• Data under study:
#[cfg(test)]
mod tests {
    use super::*;
    use crate::capability::{CapabilityError, ScriptedProposer};
    use crate::proposal::HeuristicProposer;
    use crate::store::{count_audit_events, sources, OpenStore};

    struct Fixture {
        store: SqliteStore,
        config: PipelineConfig,
    }

    impl Fixture {
        fn new() -> Self {
            Self {
                store: SqliteStore::open_in_memory().unwrap(),
                config: PipelineConfig::default(),
            }
        }

        fn passage(&self, id: &str, text: &str, language: &str) -> Passage {
            let now = Utc::now();
            let text_id = TextId::new();
            let source_id = SourceId::new();
            let passage = Passage {
                passage_id: PassageId::from_string(id),
                source_id: source_id.clone(),
                text_id: text_id.clone(),
                locator: "p1:l1-1".into(),
                original_excerpt: text.into(),
                normalized_excerpt: text.into(),
                detected_language: language.into(),
                language_confidence: 0.9,
                translation_status: TranslationStatus::Translated,
                untranslated_ratio: 0.0,
                usability_score: 0.8,
                relevance_score: 0.7,
                relevance_state: RelevanceState::Accepted,
                reviewer_state: ReviewerState::Proposed,
                publish_state: PublishState::Blocked,
                created_at: now,
                updated_at: now,
            };
            self.store
                .read(|conn| {
                    sources::insert_text(
                        conn,
                        &Text {
                            text_id: text_id.clone(),
                            title: id.to_string(),
                            origin_region: None,
                            tradition_tags: vec![],
                            created_at: now,
                        },
                    )?;
                    sources::insert_source(
                        conn,
                        &Source {
                            source_id: source_id.clone(),
                            text_id: text_id.clone(),
                            locator: format!("{}.txt", id),
                            format_hint: "txt".into(),
                            source_sha256: format!("{}-raw", id),
                            normalized_sha256: format!("{}-norm", id),
                            witness_group_id: None,
                            is_duplicate_of: None,
                            created_at: now,
                        },
                    )?;
                    passages::insert_passage_if_absent(conn, &passage)
                })
                .unwrap();
            passage
        }

        fn tag(&self, passage: &PassageId, dimension: &str, term: &str, confidence: f64) {
            self.store
                .transaction(|tx| -> CurationResult<()> {
                    let trace = proposals::internal_trace(
                        "tag",
                        "seed",
                        "seed",
                        format!("seed:{}", TagId::new()),
                        "test",
                        Utc::now(),
                    );
                    proposals::insert_trace(tx, &trace)?;
                    proposals::insert_tag(
                        tx,
                        &Tag {
                            tag_id: TagId::new(),
                            dimension: dimension.into(),
                            term: term.into(),
                            confidence,
                            rationale: None,
                            evidence_ids: vec![passage.clone()],
                            trace_id: trace.trace_id,
                            reviewer_state: ReviewerState::Proposed,
                            publish_state: PublishState::Blocked,
                            created_at: Utc::now(),
                        },
                    )?;
                    Ok(())
                })
                .unwrap();
        }

        fn traces(&self, passage: &PassageId) -> Vec<ProposalTrace> {
            self.store
                .read(|c| proposals::traces_for_object(c, passage.as_str()))
                .unwrap()
        }
    }

    const VALID: &str = r#"{"tags": [{"ontology_dimension": "time_timing",
        "controlled_term": "dawn_operation", "confidence": 0.68, "evidence_ids": ["psg_a"]}]}"#;

    // === Scenario: well-formed response on the first call ===

    #[tokio::test]
    async fn first_call_success_writes_one_trace() {
        let fx = Fixture::new();
        let p = fx.passage("psg_a", "At dawn the priest pours out water.", "eng");
        let client = ScriptedProposer::new().with_response(VALID);
        let generator = ProposalGenerator::new(&fx.store, &client, &fx.config);

        let outcome = generator.propose_for_passage(&p.passage_id).await.unwrap();
        let ProposalOutcome::Proposed(report) = outcome else {
            panic!("expected proposals");
        };
        assert_eq!(report.tags.len(), 1);
        assert_eq!(report.retry_count, 0);
        let traces = fx.traces(&p.passage_id);
        assert_eq!(traces.len(), 1);
        assert_eq!(traces[0].idempotency_key, "bundle:psg_a:0");
        assert_eq!(traces[0].model_name, "scripted");
        assert!(traces[0].failure_reason.is_none());
    }

    // === Scenario: malformed then repaired ===

    #[tokio::test]
    async fn malformed_response_is_repaired_once() {
        let fx = Fixture::new();
        let p = fx.passage("psg_a", "At dawn the priest pours out water.", "eng");
        let client = ScriptedProposer::new()
            .with_response("Sure! Here are your tags: dawn")
            .with_response(VALID);
        let generator = ProposalGenerator::new(&fx.store, &client, &fx.config);

        let ProposalOutcome::Proposed(report) = generator.propose_for_passage(&p.passage_id).await.unwrap() else {
            panic!("expected proposals");
        };
        assert_eq!(report.retry_count, 1);
        assert_eq!(client.calls(), vec!["propose", "repair"]);
        assert_eq!(fx.traces(&p.passage_id)[0].retry_count, 1);
    }

    // === Scenario: malformed twice raises with a failure trace ===

    #[tokio::test]
    async fn malformed_after_repair_fails_with_trace() {
        let fx = Fixture::new();
        let p = fx.passage("psg_a", "At dawn the priest pours out water.", "eng");
        let client = ScriptedProposer::new().with_response("nope").with_response("still nope");
        let generator = ProposalGenerator::new(&fx.store, &client, &fx.config);

        let err = generator.propose_for_passage(&p.passage_id).await.unwrap_err();
        assert_eq!(err.code(), "transient_processing_error");
        let traces = fx.traces(&p.passage_id);
        assert_eq!(traces.len(), 1);
        assert!(traces[0].failure_reason.as_deref().unwrap().contains("after repair"));
        let tags = fx.store.read(|c| proposals::tags_for_passage(c, &p.passage_id)).unwrap();
        assert!(tags.is_empty());

        // A later attempt gets its own key and can succeed.
        let client = ScriptedProposer::new().with_response(VALID);
        let generator = ProposalGenerator::new(&fx.store, &client, &fx.config);
        generator.propose_for_passage(&p.passage_id).await.unwrap();
        let keys: Vec<_> = fx.traces(&p.passage_id).into_iter().map(|t| t.idempotency_key).collect();
        assert!(keys.contains(&"bundle:psg_a:1".to_string()));
    }

    #[tokio::test]
    async fn unavailable_capability_is_transient() {
        let fx = Fixture::new();
        let p = fx.passage("psg_a", "At dawn.", "eng");
        let client = ScriptedProposer::new().with_failure(CapabilityError::Unavailable("offline".into()));
        let generator = ProposalGenerator::new(&fx.store, &client, &fx.config);
        let err = generator.propose_for_passage(&p.passage_id).await.unwrap_err();
        assert!(matches!(err, CurationError::TransientProcessing { ref code, .. } if code == "proposal_unavailable"));
        let failures = fx
            .store
            .read(|c| count_audit_events(c, p.passage_id.as_str(), "proposal_failed"))
            .unwrap();
        assert_eq!(failures, 1);
    }

    #[tokio::test]
    async fn already_proposed_and_filtered_passages_are_skipped() {
        let fx = Fixture::new();
        let p = fx.passage("psg_a", "At dawn the priest pours out water.", "eng");
        let client = HeuristicProposer::new();
        let generator = ProposalGenerator::new(&fx.store, &client, &fx.config);
        assert!(matches!(
            generator.propose_for_passage(&p.passage_id).await.unwrap(),
            ProposalOutcome::Proposed(_)
        ));
        assert_eq!(
            generator.propose_for_passage(&p.passage_id).await.unwrap(),
            ProposalOutcome::Skipped {
                reason: "already_proposed".into()
            }
        );

        let filtered = fx.passage("psg_f", "Table of contents.", "eng");
        fx.store
            .read(|c| {
                c.execute(
                    "UPDATE passages SET relevance_state = 'filtered' WHERE passage_id = ?1",
                    [filtered.passage_id.as_str()],
                )
            })
            .unwrap();
        assert_eq!(
            generator.propose_for_passage(&filtered.passage_id).await.unwrap(),
            ProposalOutcome::Skipped { reason: "filtered".into() }
        );
    }

    // === Scenario: link candidates at 0.80 and 0.40 ===

    #[test]
    fn high_pair_links_and_low_pair_stays_exploratory() {
        let fx = Fixture::new();
        let a = fx.passage("psg_a", "a", "eng").passage_id;
        let b = fx.passage("psg_b", "b", "eng").passage_id;
        let c = fx.passage("psg_c", "c", "eng").passage_id;
        // a and b share every heavy dimension: 0.18+0.18+0.13+0.13+0.09+0.08+0.01 = 0.80
        for (dimension, term) in [
            ("ritual_intent", "healing"),
            ("ritual_actions", "anointing"),
            ("materials_tools", "plant_materia"),
            ("invocation_structure", "deity_address"),
            ("time_timing", "dawn_operation"),
            ("location_setting", "temple_sanctuary"),
            ("outcome_claim", "healing_claim"),
        ] {
            fx.tag(&a, dimension, term, 0.8);
            fx.tag(&b, dimension, term, 0.8);
        }
        // a and c: 0.18+0.13+0.09 = 0.40
        for (dimension, term) in [
            ("ritual_intent", "healing"),
            ("materials_tools", "plant_materia"),
            ("time_timing", "dawn_operation"),
        ] {
            fx.tag(&c, dimension, term, 0.8);
        }

        let client = HeuristicProposer::new();
        let generator = ProposalGenerator::new(&fx.store, &client, &fx.config);
        let results = generator
            .propose_links(&[(a.clone(), b.clone()), (a.clone(), c.clone())])
            .unwrap();
        let LinkDisposition::Created { link_id, score, bucket } = &results[0] else {
            panic!("expected a link, got {:?}", results[0]);
        };
        assert_eq!(*score, 0.8);
        assert_eq!(*bucket, ConfidenceBucket::High);
        let LinkDisposition::Created { score, bucket, .. } = &results[1] else {
            panic!("expected a link, got {:?}", results[1]);
        };
        assert_eq!(*score, 0.4);
        assert_eq!(*bucket, ConfidenceBucket::Exploratory);

        let link = fx.store.read(|c| proposals::find_link(c, link_id)).unwrap().unwrap();
        assert_eq!(link.evidence_ids, vec![a.clone(), b.clone()]);
        assert_eq!(
            fx.store.read(|c| proposals::get_trace(c, &link.trace_id)).unwrap().model_name,
            "commonality_scorer"
        );

        // Re-proposing the same pair in reverse is not a second link.
        let again = generator.propose_links(&[(b.clone(), a.clone())]).unwrap();
        assert!(matches!(again[0], LinkDisposition::Existing { .. }));
    }

    #[test]
    fn untagged_pair_is_discarded() {
        let fx = Fixture::new();
        let a = fx.passage("psg_a", "a", "eng").passage_id;
        let b = fx.passage("psg_b", "b", "eng").passage_id;
        let client = HeuristicProposer::new();
        let generator = ProposalGenerator::new(&fx.store, &client, &fx.config);
        let results = generator.propose_links(&[(a, b)]).unwrap();
        assert_eq!(results, vec![LinkDisposition::Discarded { score: 0.0 }]);
        assert_eq!(fx.store.read(proposals::count_links).unwrap(), 0);
    }

    #[test]
    fn prompt_truncates_and_lists_peers() {
        let request = ProposalRequest {
            passage_id: "psg_a".into(),
            text_id: "txt_a".into(),
            text: "x".repeat(5000),
            original_language: "eng".into(),
            peers: vec![PeerPassage {
                passage_id: "psg_b".into(),
                text_id: "txt_b".into(),
                text: "y".repeat(1000),
            }],
            prompt: String::new(),
        };
        let prompt = build_prompt(&request);
        assert!(prompt.contains(&format!("Passage text: {}\n", "x".repeat(2800))));
        assert!(prompt.contains(&format!("- psg_b: {}\n", "y".repeat(320))));
        assert!(prompt.contains("\"time_timing\""));
    }
}
//! Schema for untrusted proposal payloads
//!
//! A proposal capability returns JSON text. Nothing in it is trusted until it
//! parses into [`ProposalBundle`]: unknown keys are refused, numeric fields are
//! range-checked. Referential checks (evidence ids, vocabulary) happen later in
//! the sink, per item.

use serde::{Deserialize, Serialize};
use thiserror::Error;

#[derive(Debug, Clone, PartialEq, Serialize, Deserialize)]
#[serde(deny_unknown_fields)]
pub struct TagProposal {
    pub ontology_dimension: String,
    pub controlled_term: String,
    pub confidence: f64,
    #[serde(default)]
    pub evidence_ids: Vec<String>,
    #[serde(default)]
    pub rationale_note: Option<String>,
}

/// A link nomination. The pair is re-scored locally; any score the capability
/// sends is ignored.
#[derive(Debug, Clone, PartialEq, Serialize, Deserialize)]
#[serde(deny_unknown_fields)]
pub struct LinkProposal {
    pub target_passage_id: String,
    #[serde(default = "default_relation")]
    pub relation_type: String,
    #[serde(default)]
    pub weighted_similarity_score: Option<f64>,
    #[serde(default)]
    pub evidence_ids: Vec<String>,
    #[serde(default)]
    pub rationale_note: Option<String>,
}

fn default_relation() -> String {
    "sharesPatternWith".to_string()
}

#[derive(Debug, Clone, PartialEq, Serialize, Deserialize)]
#[serde(deny_unknown_fields)]
pub struct FlagProposal {
    pub flag_type: String,
    pub severity: String,
    pub rationale: String,
    #[serde(default)]
    pub evidence_ids: Vec<String>,
}

#[derive(Debug, Clone, Default, PartialEq, Serialize, Deserialize)]
#[serde(deny_unknown_fields)]
pub struct ProposalBundle {
    #[serde(default)]
    pub tags: Vec<TagProposal>,
    #[serde(default)]
    pub links: Vec<LinkProposal>,
    #[serde(default)]
    pub flags: Vec<FlagProposal>,
}

#[derive(Debug, Error)]
pub enum PayloadError {
    #[error("invalid json: {0}")]
    Json(#[from] serde_json::Error),
    #[error("{field} = {value} is outside [0, 1]")]
    OutOfRange { field: String, value: f64 },
}

/// Parse and range-check a raw capability response.
pub fn parse_bundle(raw: &str) -> Result<ProposalBundle, PayloadError> {
    let bundle: ProposalBundle = serde_json::from_str(raw.trim())?;
    for (idx, tag) in bundle.tags.iter().enumerate() {
        check_unit(format!("tags[{}].confidence", idx), tag.confidence)?;
    }
    for (idx, link) in bundle.links.iter().enumerate() {
        if let Some(score) = link.weighted_similarity_score {
            check_unit(format!("links[{}].weighted_similarity_score", idx), score)?;
        }
    }
    Ok(bundle)
}

fn check_unit(field: String, value: f64) -> Result<(), PayloadError> {
    if (0.0..=1.0).contains(&value) {
        Ok(())
    } else {
        Err(PayloadError::OutOfRange { field, value })
    }
}

#[cfg(test)]
mod tests {
    use super::*;

    #[test]
    fn parses_full_bundle() {
        let raw = r#"{
            "tags": [{"ontology_dimension": "time_timing", "controlled_term": "dawn_operation",
                      "confidence": 0.68, "evidence_ids": ["psg_a"]}],
            "links": [{"target_passage_id": "psg_b", "evidence_ids": ["psg_a", "psg_b"]}],
            "flags": []
        }"#;
        let bundle = parse_bundle(raw).unwrap();
        assert_eq!(bundle.tags.len(), 1);
        assert_eq!(bundle.links[0].relation_type, "sharesPatternWith");
    }

    #[test]
    fn missing_sections_default_to_empty() {
        assert_eq!(parse_bundle("{}").unwrap(), ProposalBundle::default());
    }

    #[test]
    fn unknown_keys_are_refused() {
        assert!(matches!(
            parse_bundle(r#"{"tags": [], "summary": "extra"}"#),
            Err(PayloadError::Json(_))
        ));
    }

    #[test]
    fn prose_is_malformed() {
        assert!(parse_bundle("Here are the tags you asked for").is_err());
    }

    #[test]
    fn confidence_out_of_range_is_refused() {
        let raw = r#"{"tags": [{"ontology_dimension": "time_timing",
                                "controlled_term": "dawn_operation", "confidence": 1.4}]}"#;
        assert!(matches!(parse_bundle(raw), Err(PayloadError::OutOfRange { .. })));
    }
}
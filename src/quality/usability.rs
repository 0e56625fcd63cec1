//! Structural usability score
//!
//! Penalizes OCR debris, control characters, replacement glyphs, symbol runs and
//! repetitive token streams. Output is in [0, 1]; higher is more readable.

use super::{clamp, round4, word_tokens};
use std::collections::HashSet;

fn is_word_char(c: char) -> bool {
    c.is_alphanumeric() || c == '_'
}

fn is_control(c: char) -> bool {
    matches!(c, '\u{0}'..='\u{8}' | '\u{b}' | '\u{c}' | '\u{e}'..='\u{1f}' | '\u{7f}')
}

fn is_noisy_symbol(c: char) -> bool {
    !is_word_char(c) && !c.is_whitespace() && !".,;:!?\"'()-\n".contains(c)
}

/// Characters inside runs of three or more consecutive symbols.
fn symbol_cluster_chars(text: &str) -> usize {
    let mut total = 0;
    let mut run = 0;
    for c in text.chars() {
        if !is_word_char(c) && !c.is_whitespace() {
            run += 1;
        } else {
            if run >= 3 {
                total += run;
            }
            run = 0;
        }
    }
    if run >= 3 {
        total += run;
    }
    total
}

pub fn score_usability(text: &str) -> f64 {
    if text.is_empty() {
        return 0.0;
    }

    let length = text.chars().count().max(1) as f64;
    let tokens = word_tokens(text);
    let total_tokens = tokens.len().max(1) as f64;

    let printable_ratio = text.chars().filter(|c| !c.is_control()).count() as f64 / length;
    let control_ratio = text.chars().filter(|c| is_control(*c)).count() as f64 / length;
    let replacement_ratio =
        (text.matches('\u{fffd}').count() + text.matches("ï¿½").count()) as f64 / length;
    let alpha_token_ratio = tokens
        .iter()
        .filter(|t| t.chars().any(|c| c.is_alphabetic()))
        .count() as f64
        / total_tokens;
    let digit_token_ratio = tokens
        .iter()
        .filter(|t| t.chars().all(|c| c.is_ascii_digit()))
        .count() as f64
        / total_tokens;
    let unique_ratio = tokens.iter().collect::<HashSet<_>>().len() as f64 / total_tokens;
    let punctuation_ratio = text
        .chars()
        .filter(|c| !is_word_char(*c) && !c.is_whitespace())
        .count() as f64
        / length;
    let noisy_symbol_ratio = text.chars().filter(|c| is_noisy_symbol(*c)).count() as f64 / length;
    let symbol_cluster_ratio = symbol_cluster_chars(text) as f64 / length;
    let average_word_length =
        tokens.iter().map(|t| t.chars().count()).sum::<usize>() as f64 / total_tokens;

    let printable = clamp((printable_ratio - 0.85) / 0.15);
    let control = clamp(1.0 - control_ratio / 0.02);
    let replacement = clamp(1.0 - replacement_ratio / 0.03);
    let alpha = clamp((alpha_token_ratio - 0.45) / 0.55);
    let digit = clamp(1.0 - digit_token_ratio / 0.12);
    let repetition = clamp((unique_ratio - 0.18) / 0.82);
    let punctuation = clamp(1.0 - punctuation_ratio / 0.28);
    let noisy_symbols = clamp(1.0 - noisy_symbol_ratio / 0.04);
    let symbol_clusters = clamp(1.0 - symbol_cluster_ratio / 0.06);
    let word_length = clamp(1.0 - (average_word_length - 6.0).abs() / 8.0);

    let weighted = printable * 0.12
        + control * 0.08
        + replacement * 0.12
        + alpha * 0.12
        + digit * 0.05
        + repetition * 0.10
        + punctuation * 0.10
        + noisy_symbols * 0.14
        + symbol_clusters * 0.07
        + word_length * 0.10;
    let noise_penalty =
        (noisy_symbol_ratio * 0.55 + symbol_cluster_ratio * 0.35 + replacement_ratio * 0.8).min(0.35);

    round4(clamp(weighted - noise_penalty))
}
/// Closest passage of the same text in a different source.
fn sibling_variant(conn: &Connection, passage: &Passage) -> CurationResult<Option<(PassageId, String)>> {
    let own = variant_tokens(&passage.original_excerpt);
    let best = passages::passages_for_text(conn, &passage.text_id)?
        .into_iter()
        .filter(|other| other.source_id != passage.source_id)
        .map(|other| {
            let score = jaccard(&own, &variant_tokens(&other.original_excerpt));
            (score, other)
        })
        .filter(|(score, _)| *score >= SIBLING_MIN_SIMILARITY)
        .max_by(|a, b| a.0.total_cmp(&b.0));
    Ok(best.map(|(_, other)| (other.passage_id, other.original_excerpt)))
}

/// Claim the oldest pending reprocess job and run one attempt.
///
/// Once a job is claimed it always leaves `running`: an error anywhere in the
/// attempt is recorded against the job, which returns to `pending` or, on its
/// last attempt, ends `unresolved`.
pub async fn run_next(
    store: &SqliteStore,
    translator: &dyn Translator,
    settings: &QualitySettings,
    actor: &str,
) -> CurationResult<Option<ReprocessRun>> {
    let Some(job) = store.transaction(|tx| jobs::claim_next_reprocess(tx, Utc::now()))? else {
        return Ok(None);
    };
    let err = match attempt(store, translator, settings, &job, actor).await {
        Ok(run) => return Ok(Some(run)),
        Err(err) => err,
    };
    let current = store.read(|conn| jobs::get_reprocess_job(conn, &job.job_id))?;
    let job = if current.status == ReprocessStatus::Running && current.claimed_at == job.claimed_at {
        warn!(job_id = %job.job_id, passage_id = %job.passage_id, error = %err, "reprocess attempt failed");
        store.transaction(|tx| abandon(tx, &job, err.code(), actor))?
    } else {
        warn!(job_id = %job.job_id, status = %current.status, error = %err, "reprocess claim lost; attempt discarded");
        current
    };
    Ok(Some(ReprocessRun {
        job,
        revisions: Vec::new(),
        accepted: false,
    }))
}
//! Shared fixtures for the pipeline integration tests.
//!
//! Every harness gets its own temporary SQLite file and an in-memory source
//! reader, so registered bytes are also what the worker reads back.

#![allow(dead_code)]

use async_trait::async_trait;
use lantern::capability::{
    Assessment, CapabilityError, MemorySourceReader, ProposalClient, SourceReader, Translator,
};
use lantern::dedup::SourceInput;
use lantern::model::{Passage, RegisterOutcome, Source};
use lantern::store::passages;
use lantern::{Capabilities, CurationApi, OpenStore, PipelineConfig, SqliteStore};
use std::sync::Arc;
use tempfile::TempDir;

pub const RITE: &str = "At dawn the priest shall pour a libation of milk and honey upon the stone of the threshold, \
    invoking the guardian of the house by name three times. Then a circle of ash is drawn around the hearth \
    so that no harm may cross it during the night, and an offering of bread is left for the spirits.";

pub const HARVEST: &str = "When the last sheaf is cut the women braid it into a figure of the grain mother and carry it \
    singing to the threshing floor. The figure is hung above the door until the spring sowing, when it is \
    burned and its ashes are scattered over the first furrow as a blessing for the coming harvest.";

pub struct Harness {
    pub api: CurationApi,
    pub store: Arc<SqliteStore>,
    pub reader: Arc<MemorySourceReader>,
    _dir: TempDir,
}

impl Harness {
    pub fn new() -> Self {
        Self::with(PipelineConfig::default(), |c| c)
    }

    pub fn with(config: PipelineConfig, capabilities: impl FnOnce(Capabilities) -> Capabilities) -> Self {
        let dir = TempDir::new().unwrap();
        let store = Arc::new(SqliteStore::open(dir.path().join("lantern.db")).unwrap());
        let reader = Arc::new(MemorySourceReader::new());
        let shared: Arc<dyn SourceReader> = reader.clone();
        let caps = capabilities(Capabilities::heuristic(shared));
        Self {
            api: CurationApi::new(store.clone(), caps, config),
            store,
            reader,
            _dir: dir,
        }
    }

    /// Register text under a locator and make its bytes readable by the worker.
    pub async fn register(&self, locator: &str, text: &str) -> (RegisterOutcome, Source) {
        self.reader.insert(locator, text);
        let registration = self
            .api
            .register_source(&SourceInput::new(locator, "txt", text), "curator")
            .await
            .unwrap();
        (registration.outcome, registration.source)
    }

    /// Register, enqueue and process one source until the queues are empty.
    pub async fn ingest(&self, locator: &str, text: &str) -> Source {
        let (_, source) = self.register(locator, text).await;
        self.api.enqueue_job(source.source_id.as_str(), None, "curator").unwrap();
        self.api.worker().run_until_idle().await.unwrap();
        source
    }

    pub fn passages(&self, source: &Source) -> Vec<Passage> {
        self.store
            .read(|c| passages::passages_for_source(c, &source.source_id))
            .unwrap()
    }
}

/// Translator that reports the same assessment for every passage.
pub struct FixedTranslator(pub Assessment);

impl FixedTranslator {
    pub fn untranslated(ratio: f64) -> Self {
        Self(Assessment {
            translated_text: RITE.to_string(),
            detected_language: "lat".to_string(),
            confidence: 0.7,
            untranslated_ratio: ratio,
        })
    }
}

#[async_trait]
impl Translator for FixedTranslator {
    fn name(&self) -> &str {
        "fixed"
    }

    async fn assess(&self, _text: &str) -> Result<Assessment, CapabilityError> {
        Ok(self.0.clone())
    }
}

/// Proposal client that is never reachable.
pub struct OfflineProposer;

#[async_trait]
impl ProposalClient for OfflineProposer {
    fn model_name(&self) -> &str {
        "offline"
    }

    async fn propose(&self, _request: &lantern::capability::ProposalRequest) -> Result<String, CapabilityError> {
        Err(CapabilityError::Unavailable("offline".into()))
    }

    async fn repair(
        &self,
        _request: &lantern::capability::ProposalRequest,
        _raw: &str,
        _error: &str,
    ) -> Result<String, CapabilityError> {
        Err(CapabilityError::Unavailable("offline".into()))
    }
}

• Task details:
Please find the lines in the data that contain the word "ConfidenceBucket" and copy them.

• Response to the exercise:
        assert_eq!(*bucket, ConfidenceBucket::High);
        assert_eq!(*bucket, ConfidenceBucket::Exploratory);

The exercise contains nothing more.